You should also ask that same technician to do a compression check on the cylinder in question to determine if there has been damage and how much. Since there was some hesitancy upon first startup followed by smoke, I am guessing it did pass by the rings and oil entered the cylinder. It is highly unlikely you have escaped without some permanent and costly damage, but there is an outside chance.

Daytime running lights

I am seeing more and more cars and vans without “daytime running lights;” I thought this was a mandatory regulation that auto manufacturers spend lots of financial resources to develop and implement and we consumers pay. It is a wonderful regulation that’s been proven successful in other countries (notably Sweden) and, since it being implemented here in Ontario in 1990, I have come to depend on DRLs for my peripheral vision. With more vehicles without DRLs, I find this troubling. I read that this regulation is not ‘prosecutable.’ Why is this? – Bernard

I suspect, because of your proximity to the U.S. border, you are seeing American vehicles that do not have them.

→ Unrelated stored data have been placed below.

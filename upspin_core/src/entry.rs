//! Directory entries: the signed records that name, attribute, and locate
//! files, directories, and links.

use std::fmt;

use crate::endpoint::Endpoint;
use crate::errors::{Error, Kind, Result};
use crate::path::PathName;
use crate::user::UserName;

/// An opaque content-addressed identifier for one block within one store.
/// Equality is textual; clients never parse it.
#[derive(Clone, PartialEq, Eq, Hash, PartialOrd, Ord)]
pub struct Reference(String);

impl Reference {
    pub fn as_str(&self) -> &str {
        &self.0
    }
}

impl fmt::Display for Reference {
    fn fmt(&self, f: &mut fmt::Formatter<'_>) -> fmt::Result {
        f.write_str(&self.0)
    }
}

impl fmt::Debug for Reference {
    fn fmt(&self, f: &mut fmt::Formatter<'_>) -> fmt::Result {
        write!(f, "Reference({})", self.0)
    }
}

impl From<&str> for Reference {
    fn from(s: &str) -> Self {
        Reference(s.to_string())
    }
}

impl From<String> for Reference {
    fn from(s: String) -> Self {
        Reference(s)
    }
}

/// One copy of one block: which store, and which reference within it.
#[derive(Clone, Debug, PartialEq, Eq)]
pub struct Location {
    pub endpoint: Endpoint,
    pub reference: Reference,
}

/// One contiguous range of a file's bytes.
///
/// `offset` and `size` describe the cleartext; `packdata` is packer-private
/// per-block metadata.
#[derive(Clone, Debug, PartialEq, Eq)]
pub struct DirBlock {
    pub location: Location,
    pub offset: u64,
    pub size: u64,
    pub packdata: Vec<u8>,
}

/// What kind of item a [`DirEntry`] names.
#[derive(Clone, Copy, Debug, PartialEq, Eq)]
pub enum Attribute {
    /// A regular file.
    None,
    /// A directory; `blocks` is empty.
    Directory,
    /// A link; `blocks` is empty and `link` holds the target.
    Link,
    /// Metadata withheld or not yet filled in; blocks are absent.
    Incomplete,
}

impl fmt::Display for Attribute {
    fn fmt(&self, f: &mut fmt::Formatter<'_>) -> fmt::Result {
        let s = match self {
            Attribute::None => "file",
            Attribute::Directory => "directory",
            Attribute::Link => "link",
            Attribute::Incomplete => "incomplete",
        };
        f.write_str(s)
    }
}

/// The codec used for an entry's blocks. All blocks of one entry share it.
#[derive(Clone, Copy, Debug, PartialEq, Eq, Hash)]
pub enum Packing {
    /// Cleartext blocks, no signature.
    Plain,
    /// Cleartext blocks, signed; integrity without confidentiality.
    EeIntegrity,
    /// End-to-end encrypted blocks with per-reader wrapped keys.
    Ee,
}

impl Packing {
    pub fn as_str(&self) -> &'static str {
        match self {
            Packing::Plain => "plain",
            Packing::EeIntegrity => "eeintegrity",
            Packing::Ee => "ee",
        }
    }

    /// True if block bodies are encrypted.
    pub fn is_confidential(&self) -> bool {
        matches!(self, Packing::Ee)
    }
}

impl fmt::Display for Packing {
    fn fmt(&self, f: &mut fmt::Formatter<'_>) -> fmt::Result {
        f.write_str(self.as_str())
    }
}

impl std::str::FromStr for Packing {
    type Err = Error;

    fn from_str(s: &str) -> Result<Self> {
        match s {
            "plain" => Ok(Packing::Plain),
            "eeintegrity" => Ok(Packing::EeIntegrity),
            "ee" => Ok(Packing::Ee),
            other => Err(Error::invalid(format!("unknown packing {other:?}"))),
        }
    }
}

/// Seconds since the Unix epoch.
pub type Time = i64;

/// The current time, truncated to seconds.
pub fn now() -> Time {
    match std::time::SystemTime::now().duration_since(std::time::UNIX_EPOCH) {
        Ok(d) => d.as_secs() as Time,
        Err(_) => 0,
    }
}

/// Writer-requested sequence: the put succeeds regardless of the entry's
/// current sequence.
pub const SEQ_IGNORE: i64 = 0;
/// Require that the entry not exist: the put is a create.
pub const SEQ_NOT_EXIST: i64 = -1;
/// The first sequence number assigned to a new entry.
pub const SEQ_BASE: i64 = 1;

/// An ECDSA signature, as the R and S big-endian integers.
#[derive(Clone, Debug, PartialEq, Eq)]
pub struct Signature {
    pub r: Vec<u8>,
    pub s: Vec<u8>,
}

/// The signed record describing one name in the namespace.
#[derive(Clone, Debug, PartialEq, Eq)]
pub struct DirEntry {
    /// The full path, after any link evaluation.
    pub name: PathName,
    /// The path covered by the writer's signature, before link evaluation.
    pub signed_name: PathName,
    pub packing: Packing,
    /// The user that signed this entry.
    pub writer: UserName,
    /// Monotonic per path, except `SEQ_IGNORE` and `SEQ_NOT_EXIST` on put.
    pub sequence: i64,
    pub time: Time,
    pub attr: Attribute,
    /// Target path for `Attribute::Link` entries.
    pub link: Option<PathName>,
    pub blocks: Vec<DirBlock>,
    /// Packer-private per-entry metadata (signatures, wrapped keys).
    pub packdata: Vec<u8>,
}

impl DirEntry {
    pub fn new(name: PathName, packing: Packing, writer: UserName) -> Self {
        DirEntry {
            signed_name: name.clone(),
            name,
            packing,
            writer,
            sequence: SEQ_IGNORE,
            time: now(),
            attr: Attribute::None,
            link: None,
            blocks: Vec::new(),
            packdata: Vec::new(),
        }
    }

    pub fn new_directory(name: PathName, writer: UserName) -> Self {
        let mut e = DirEntry::new(name, Packing::Plain, writer);
        e.attr = Attribute::Directory;
        e
    }

    pub fn new_link(name: PathName, target: PathName, writer: UserName) -> Self {
        let mut e = DirEntry::new(name, Packing::Plain, writer);
        e.attr = Attribute::Link;
        e.link = Some(target);
        e
    }

    pub fn is_dir(&self) -> bool {
        self.attr == Attribute::Directory
    }

    pub fn is_link(&self) -> bool {
        self.attr == Attribute::Link
    }

    pub fn is_incomplete(&self) -> bool {
        self.attr == Attribute::Incomplete
    }

    pub fn is_regular(&self) -> bool {
        self.attr == Attribute::None
    }

    /// The file size: the sum of the block sizes.
    ///
    /// Directories have size zero. Fails with `Invalid` if the block
    /// offsets are not contiguous from zero.
    pub fn size(&self) -> Result<u64> {
        let mut offset = 0u64;
        for block in &self.blocks {
            if block.offset != offset {
                return Err(Error::new(Kind::Invalid)
                    .path(self.name.clone())
                    .msg("blocks are not contiguous"));
            }
            offset += block.size;
        }
        Ok(offset)
    }

    /// Strips blocks and packdata, marking the entry `Incomplete`.
    /// Used by servers answering a user with list but not read rights.
    pub fn mark_incomplete(&mut self) {
        self.attr = Attribute::Incomplete;
        self.blocks.clear();
        self.packdata.clear();
    }
}

#[cfg(test)]
mod tests {
    use super::*;

    fn block(offset: u64, size: u64) -> DirBlock {
        DirBlock {
            location: Location {
                endpoint: Endpoint::inprocess("test"),
                reference: Reference::from("ref"),
            },
            offset,
            size,
            packdata: Vec::new(),
        }
    }

    #[test]
    fn size_sums_contiguous_blocks() {
        let mut e = DirEntry::new(
            "ann@example.com/f".into(),
            Packing::Plain,
            "ann@example.com".into(),
        );
        e.blocks = vec![block(0, 10), block(10, 5)];
        assert_eq!(e.size().unwrap(), 15);
    }

    #[test]
    fn size_rejects_gaps() {
        let mut e = DirEntry::new(
            "ann@example.com/f".into(),
            Packing::Plain,
            "ann@example.com".into(),
        );
        e.blocks = vec![block(0, 10), block(11, 5)];
        assert!(e.size().is_err());
    }

    #[test]
    fn packing_names_round_trip() {
        for p in [Packing::Plain, Packing::EeIntegrity, Packing::Ee] {
            assert_eq!(p.as_str().parse::<Packing>().unwrap(), p);
        }
        assert!("symm".parse::<Packing>().is_err());
    }
}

There is also the possibility some fools have disconnected them. Daytime Running Lights (DRLs) are a regulated safety item. They were mandated in this country under Canadian Motor Vehicle Safety Standard 108 in 1990. All vehicles produced or registered here or imported to Canada must have them.

There is incontrovertible proof they save lives. As for being prosecutable, it is a federal regulation so I cannot see why it could not be pursued in the courts. I am not a lawyer, but suspect it is one of those cases where issuing a ticket is low on the priority list for law enforcement officers.

I doubt there was much research or development cost involved in meeting the regulations since it is merely a matter of re-wiring. My complaint about the regulations is that many manufacturers set them up in concert with the instrument panel lighting so drivers often think they have their headlights on when the see the dash lit up and a glow in front of the car. The tail lights are not on and they are all but invisible from the rear at night.

Daytime running lights started in Scandinavian countries more than 35 years ago where, like Canada, the long winters involve lengthy periods of reduced or poor daylight. Like you, I am a fan of DRLs.